* [TASK GOAL]: Retype, word for word, each line between the lines holding "in log order." and "type State: Clone + Send;", inclusive, and leave the rest of the data alone.

Dataset entries
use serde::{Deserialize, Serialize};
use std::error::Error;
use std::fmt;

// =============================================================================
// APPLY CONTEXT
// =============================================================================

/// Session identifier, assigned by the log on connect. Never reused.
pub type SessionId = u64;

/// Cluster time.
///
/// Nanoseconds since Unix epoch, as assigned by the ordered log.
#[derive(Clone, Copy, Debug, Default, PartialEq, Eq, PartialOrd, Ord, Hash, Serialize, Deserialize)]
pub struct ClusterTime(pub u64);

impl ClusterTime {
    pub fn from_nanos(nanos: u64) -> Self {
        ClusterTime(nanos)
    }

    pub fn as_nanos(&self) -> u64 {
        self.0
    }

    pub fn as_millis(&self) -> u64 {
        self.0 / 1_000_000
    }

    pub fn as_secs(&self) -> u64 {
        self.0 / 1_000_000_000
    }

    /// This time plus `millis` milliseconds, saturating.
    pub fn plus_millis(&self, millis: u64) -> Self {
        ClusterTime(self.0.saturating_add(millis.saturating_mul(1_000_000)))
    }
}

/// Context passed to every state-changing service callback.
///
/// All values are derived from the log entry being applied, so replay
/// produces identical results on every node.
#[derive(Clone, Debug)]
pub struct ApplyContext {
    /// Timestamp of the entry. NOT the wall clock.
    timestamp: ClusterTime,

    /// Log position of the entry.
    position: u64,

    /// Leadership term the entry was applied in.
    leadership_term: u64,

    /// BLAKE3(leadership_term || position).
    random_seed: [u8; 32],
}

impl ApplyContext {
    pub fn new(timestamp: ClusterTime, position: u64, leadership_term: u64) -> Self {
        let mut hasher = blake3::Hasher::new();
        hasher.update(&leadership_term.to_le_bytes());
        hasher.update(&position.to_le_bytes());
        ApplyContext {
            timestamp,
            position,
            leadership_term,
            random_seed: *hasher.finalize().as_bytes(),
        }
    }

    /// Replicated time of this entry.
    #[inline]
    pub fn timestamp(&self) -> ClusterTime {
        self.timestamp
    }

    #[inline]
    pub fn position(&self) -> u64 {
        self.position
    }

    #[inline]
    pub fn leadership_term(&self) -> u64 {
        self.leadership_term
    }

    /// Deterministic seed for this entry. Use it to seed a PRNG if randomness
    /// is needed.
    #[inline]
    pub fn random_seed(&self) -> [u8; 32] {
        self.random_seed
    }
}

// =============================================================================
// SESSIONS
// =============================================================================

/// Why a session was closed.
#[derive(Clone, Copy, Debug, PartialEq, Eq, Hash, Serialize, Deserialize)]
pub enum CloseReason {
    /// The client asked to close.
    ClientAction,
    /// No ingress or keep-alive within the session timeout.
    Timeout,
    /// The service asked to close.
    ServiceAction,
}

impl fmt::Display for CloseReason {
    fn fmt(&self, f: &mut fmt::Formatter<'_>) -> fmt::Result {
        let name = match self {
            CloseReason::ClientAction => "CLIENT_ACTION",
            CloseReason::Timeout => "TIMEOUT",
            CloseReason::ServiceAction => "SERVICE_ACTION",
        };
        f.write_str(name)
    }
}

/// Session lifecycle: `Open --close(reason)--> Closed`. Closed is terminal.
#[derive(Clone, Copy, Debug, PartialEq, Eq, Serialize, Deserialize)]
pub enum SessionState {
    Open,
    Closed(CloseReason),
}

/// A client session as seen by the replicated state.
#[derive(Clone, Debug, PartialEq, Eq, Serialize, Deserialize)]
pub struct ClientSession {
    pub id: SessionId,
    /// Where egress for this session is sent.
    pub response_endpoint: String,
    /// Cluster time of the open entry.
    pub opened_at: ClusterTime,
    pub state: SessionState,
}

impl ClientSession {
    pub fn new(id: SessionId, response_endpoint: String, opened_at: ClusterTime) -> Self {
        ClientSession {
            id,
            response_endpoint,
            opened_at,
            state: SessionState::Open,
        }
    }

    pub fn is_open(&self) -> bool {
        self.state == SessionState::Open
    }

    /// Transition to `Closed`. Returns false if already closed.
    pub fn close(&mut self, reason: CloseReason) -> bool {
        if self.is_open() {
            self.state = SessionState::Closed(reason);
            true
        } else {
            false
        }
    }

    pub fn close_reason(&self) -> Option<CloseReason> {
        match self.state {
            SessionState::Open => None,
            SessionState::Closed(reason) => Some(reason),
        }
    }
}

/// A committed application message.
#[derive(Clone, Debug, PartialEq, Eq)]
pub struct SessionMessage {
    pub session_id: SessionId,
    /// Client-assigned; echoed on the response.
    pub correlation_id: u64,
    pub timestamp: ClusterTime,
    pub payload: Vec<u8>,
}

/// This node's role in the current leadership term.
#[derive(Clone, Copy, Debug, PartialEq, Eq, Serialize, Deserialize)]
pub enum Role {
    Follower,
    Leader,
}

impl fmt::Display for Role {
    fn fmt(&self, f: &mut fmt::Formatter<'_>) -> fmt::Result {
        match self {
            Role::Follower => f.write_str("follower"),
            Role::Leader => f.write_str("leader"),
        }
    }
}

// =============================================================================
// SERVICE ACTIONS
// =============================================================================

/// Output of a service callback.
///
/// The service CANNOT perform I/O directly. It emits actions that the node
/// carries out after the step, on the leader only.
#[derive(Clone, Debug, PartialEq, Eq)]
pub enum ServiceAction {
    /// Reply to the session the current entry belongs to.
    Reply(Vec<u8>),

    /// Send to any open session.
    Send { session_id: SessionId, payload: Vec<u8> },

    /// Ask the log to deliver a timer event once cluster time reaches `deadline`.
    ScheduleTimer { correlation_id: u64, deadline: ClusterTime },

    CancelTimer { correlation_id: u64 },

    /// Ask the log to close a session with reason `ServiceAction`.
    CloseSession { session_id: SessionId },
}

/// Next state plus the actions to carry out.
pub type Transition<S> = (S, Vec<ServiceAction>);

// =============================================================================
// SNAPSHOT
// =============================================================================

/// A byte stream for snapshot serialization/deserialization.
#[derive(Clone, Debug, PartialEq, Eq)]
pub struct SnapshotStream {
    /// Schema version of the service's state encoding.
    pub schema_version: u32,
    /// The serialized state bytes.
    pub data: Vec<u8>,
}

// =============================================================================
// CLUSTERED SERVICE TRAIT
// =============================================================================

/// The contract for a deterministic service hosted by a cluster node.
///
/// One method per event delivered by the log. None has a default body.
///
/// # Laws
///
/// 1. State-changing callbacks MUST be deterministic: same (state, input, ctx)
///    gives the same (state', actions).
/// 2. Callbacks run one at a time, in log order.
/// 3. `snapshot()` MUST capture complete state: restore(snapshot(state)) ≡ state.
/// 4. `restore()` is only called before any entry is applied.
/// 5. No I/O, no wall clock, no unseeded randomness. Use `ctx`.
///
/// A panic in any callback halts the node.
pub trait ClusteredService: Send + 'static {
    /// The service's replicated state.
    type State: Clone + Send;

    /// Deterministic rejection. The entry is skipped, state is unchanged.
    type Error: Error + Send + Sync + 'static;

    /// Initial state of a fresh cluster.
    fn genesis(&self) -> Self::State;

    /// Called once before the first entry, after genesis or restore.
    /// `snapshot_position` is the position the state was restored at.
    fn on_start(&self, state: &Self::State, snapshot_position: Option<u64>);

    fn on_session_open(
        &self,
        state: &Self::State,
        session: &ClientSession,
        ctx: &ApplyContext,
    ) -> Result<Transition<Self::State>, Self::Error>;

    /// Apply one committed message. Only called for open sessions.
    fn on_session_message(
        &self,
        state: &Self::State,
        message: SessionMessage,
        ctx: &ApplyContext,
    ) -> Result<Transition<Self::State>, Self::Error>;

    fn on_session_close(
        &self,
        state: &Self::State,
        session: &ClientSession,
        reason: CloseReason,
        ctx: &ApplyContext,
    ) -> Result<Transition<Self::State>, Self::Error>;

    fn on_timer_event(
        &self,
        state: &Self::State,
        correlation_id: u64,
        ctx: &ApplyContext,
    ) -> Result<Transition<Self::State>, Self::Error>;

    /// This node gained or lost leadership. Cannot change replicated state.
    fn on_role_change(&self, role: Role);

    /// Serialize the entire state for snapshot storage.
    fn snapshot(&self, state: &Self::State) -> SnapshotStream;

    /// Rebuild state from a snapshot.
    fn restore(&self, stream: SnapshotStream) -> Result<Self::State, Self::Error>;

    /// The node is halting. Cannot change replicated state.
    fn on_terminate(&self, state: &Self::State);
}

* [EXERCISE ANSWER]:
/// 2. Callbacks run one at a time, in log order.
/// 3. `snapshot()` MUST capture complete state: restore(snapshot(state)) ≡ state.
/// 4. `restore()` is only called before any entry is applied.
/// 5. No I/O, no wall clock, no unseeded randomness. Use `ctx`.
///
/// A panic in any callback halts the node.
pub trait ClusteredService: Send + 'static {
    /// The service's replicated state.
    type State: Clone + Send;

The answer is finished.